TASK: The lines to repeat are those below from the one containing "and stays ascending." down to the one containing "drag-reorder is only", both included; reproduce them exactly and nothing else.

ENTRIES PROVIDED:
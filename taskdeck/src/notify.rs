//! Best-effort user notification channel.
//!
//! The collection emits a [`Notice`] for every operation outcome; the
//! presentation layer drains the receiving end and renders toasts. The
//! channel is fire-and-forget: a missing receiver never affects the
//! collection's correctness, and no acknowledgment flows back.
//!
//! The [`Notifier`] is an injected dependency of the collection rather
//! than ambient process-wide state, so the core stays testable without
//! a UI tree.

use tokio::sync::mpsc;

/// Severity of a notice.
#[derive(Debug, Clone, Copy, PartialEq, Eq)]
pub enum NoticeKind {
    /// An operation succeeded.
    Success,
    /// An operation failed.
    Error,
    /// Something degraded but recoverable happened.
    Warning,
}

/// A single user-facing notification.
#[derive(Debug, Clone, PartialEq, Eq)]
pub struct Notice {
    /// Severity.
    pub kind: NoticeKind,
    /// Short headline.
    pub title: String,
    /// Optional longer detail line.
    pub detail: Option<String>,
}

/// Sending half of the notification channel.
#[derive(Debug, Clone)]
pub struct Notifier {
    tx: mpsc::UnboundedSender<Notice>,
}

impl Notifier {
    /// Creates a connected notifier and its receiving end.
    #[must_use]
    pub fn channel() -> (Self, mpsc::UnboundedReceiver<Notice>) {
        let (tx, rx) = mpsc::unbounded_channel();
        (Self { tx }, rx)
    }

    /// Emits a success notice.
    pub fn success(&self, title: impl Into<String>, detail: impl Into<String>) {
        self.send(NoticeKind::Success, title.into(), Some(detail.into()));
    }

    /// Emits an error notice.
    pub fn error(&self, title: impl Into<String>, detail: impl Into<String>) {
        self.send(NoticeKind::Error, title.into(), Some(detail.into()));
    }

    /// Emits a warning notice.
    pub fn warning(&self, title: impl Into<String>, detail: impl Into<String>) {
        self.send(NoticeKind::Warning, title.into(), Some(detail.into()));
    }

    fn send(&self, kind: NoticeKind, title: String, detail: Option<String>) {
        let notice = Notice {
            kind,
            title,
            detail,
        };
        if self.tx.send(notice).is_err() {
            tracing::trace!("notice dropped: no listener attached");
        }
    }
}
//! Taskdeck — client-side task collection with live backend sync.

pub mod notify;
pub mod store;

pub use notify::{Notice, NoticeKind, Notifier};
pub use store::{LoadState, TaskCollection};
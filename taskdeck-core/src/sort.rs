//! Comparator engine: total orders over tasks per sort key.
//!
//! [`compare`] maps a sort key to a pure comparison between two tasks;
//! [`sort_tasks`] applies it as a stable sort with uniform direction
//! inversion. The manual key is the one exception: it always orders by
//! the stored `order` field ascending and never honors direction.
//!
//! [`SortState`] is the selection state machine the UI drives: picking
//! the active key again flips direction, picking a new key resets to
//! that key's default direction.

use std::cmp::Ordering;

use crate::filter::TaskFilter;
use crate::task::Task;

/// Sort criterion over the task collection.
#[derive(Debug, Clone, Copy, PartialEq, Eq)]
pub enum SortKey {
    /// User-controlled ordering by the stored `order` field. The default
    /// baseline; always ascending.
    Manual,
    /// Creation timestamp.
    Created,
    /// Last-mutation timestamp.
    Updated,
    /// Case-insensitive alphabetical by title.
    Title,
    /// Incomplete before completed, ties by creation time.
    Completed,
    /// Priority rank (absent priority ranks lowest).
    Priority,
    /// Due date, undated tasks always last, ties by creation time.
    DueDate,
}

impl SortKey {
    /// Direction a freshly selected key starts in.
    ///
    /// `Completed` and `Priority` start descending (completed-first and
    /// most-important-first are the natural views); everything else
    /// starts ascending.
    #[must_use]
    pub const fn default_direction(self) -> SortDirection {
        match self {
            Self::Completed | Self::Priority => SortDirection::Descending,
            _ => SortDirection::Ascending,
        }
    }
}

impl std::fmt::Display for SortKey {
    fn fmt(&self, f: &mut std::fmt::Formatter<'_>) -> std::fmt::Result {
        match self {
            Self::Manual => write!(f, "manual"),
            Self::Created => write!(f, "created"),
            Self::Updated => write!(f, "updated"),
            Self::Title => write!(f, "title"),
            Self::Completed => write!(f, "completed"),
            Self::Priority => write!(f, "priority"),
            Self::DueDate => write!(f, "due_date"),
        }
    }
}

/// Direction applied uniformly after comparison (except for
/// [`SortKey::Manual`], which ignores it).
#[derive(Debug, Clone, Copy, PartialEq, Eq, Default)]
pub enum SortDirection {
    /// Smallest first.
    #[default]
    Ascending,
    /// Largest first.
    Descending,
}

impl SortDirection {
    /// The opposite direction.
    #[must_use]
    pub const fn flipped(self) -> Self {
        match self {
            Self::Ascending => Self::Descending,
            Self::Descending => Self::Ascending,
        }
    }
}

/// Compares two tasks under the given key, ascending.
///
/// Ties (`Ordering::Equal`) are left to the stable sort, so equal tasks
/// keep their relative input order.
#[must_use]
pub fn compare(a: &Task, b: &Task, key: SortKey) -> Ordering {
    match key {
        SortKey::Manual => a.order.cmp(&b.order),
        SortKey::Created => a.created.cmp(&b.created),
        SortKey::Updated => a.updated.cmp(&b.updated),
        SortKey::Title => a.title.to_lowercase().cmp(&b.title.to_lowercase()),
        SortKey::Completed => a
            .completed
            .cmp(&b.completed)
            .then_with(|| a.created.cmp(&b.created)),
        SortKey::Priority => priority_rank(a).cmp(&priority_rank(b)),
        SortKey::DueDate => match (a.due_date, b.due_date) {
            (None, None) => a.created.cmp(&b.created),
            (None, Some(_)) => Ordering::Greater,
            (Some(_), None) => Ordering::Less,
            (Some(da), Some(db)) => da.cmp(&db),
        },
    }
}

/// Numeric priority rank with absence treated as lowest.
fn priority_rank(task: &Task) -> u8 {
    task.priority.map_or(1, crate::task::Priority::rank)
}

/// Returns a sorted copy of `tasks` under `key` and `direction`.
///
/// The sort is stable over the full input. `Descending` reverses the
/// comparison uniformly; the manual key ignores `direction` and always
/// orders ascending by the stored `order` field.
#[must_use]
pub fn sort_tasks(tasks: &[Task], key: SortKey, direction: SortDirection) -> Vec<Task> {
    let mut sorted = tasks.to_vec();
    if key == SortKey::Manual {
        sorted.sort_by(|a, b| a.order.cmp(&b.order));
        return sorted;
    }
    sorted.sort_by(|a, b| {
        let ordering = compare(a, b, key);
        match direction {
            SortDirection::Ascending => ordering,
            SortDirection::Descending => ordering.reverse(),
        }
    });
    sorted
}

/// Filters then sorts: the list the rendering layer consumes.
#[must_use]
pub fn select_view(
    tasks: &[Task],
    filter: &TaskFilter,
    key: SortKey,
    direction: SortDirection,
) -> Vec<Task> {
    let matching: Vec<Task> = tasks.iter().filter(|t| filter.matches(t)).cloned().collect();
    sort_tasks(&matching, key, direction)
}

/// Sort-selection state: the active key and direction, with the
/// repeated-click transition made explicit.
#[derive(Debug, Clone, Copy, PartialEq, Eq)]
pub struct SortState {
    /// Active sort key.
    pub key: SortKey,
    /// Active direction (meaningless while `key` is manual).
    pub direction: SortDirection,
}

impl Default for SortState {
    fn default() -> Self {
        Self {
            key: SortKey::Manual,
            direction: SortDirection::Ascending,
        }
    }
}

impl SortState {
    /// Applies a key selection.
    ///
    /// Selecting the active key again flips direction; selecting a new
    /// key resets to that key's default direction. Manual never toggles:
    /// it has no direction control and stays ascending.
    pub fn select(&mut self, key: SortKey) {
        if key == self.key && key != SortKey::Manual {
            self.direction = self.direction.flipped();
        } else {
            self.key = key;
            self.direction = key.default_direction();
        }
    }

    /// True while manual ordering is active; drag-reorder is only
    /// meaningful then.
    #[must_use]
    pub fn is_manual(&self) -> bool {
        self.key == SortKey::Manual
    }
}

ANSWER TO THE EXERCISE:
    /// it has no direction control and stays ascending.
    pub fn select(&mut self, key: SortKey) {
        if key == self.key && key != SortKey::Manual {
            self.direction = self.direction.flipped();
        } else {
            self.key = key;
            self.direction = key.default_direction();
        }
    }

    /// True while manual ordering is active; drag-reorder is only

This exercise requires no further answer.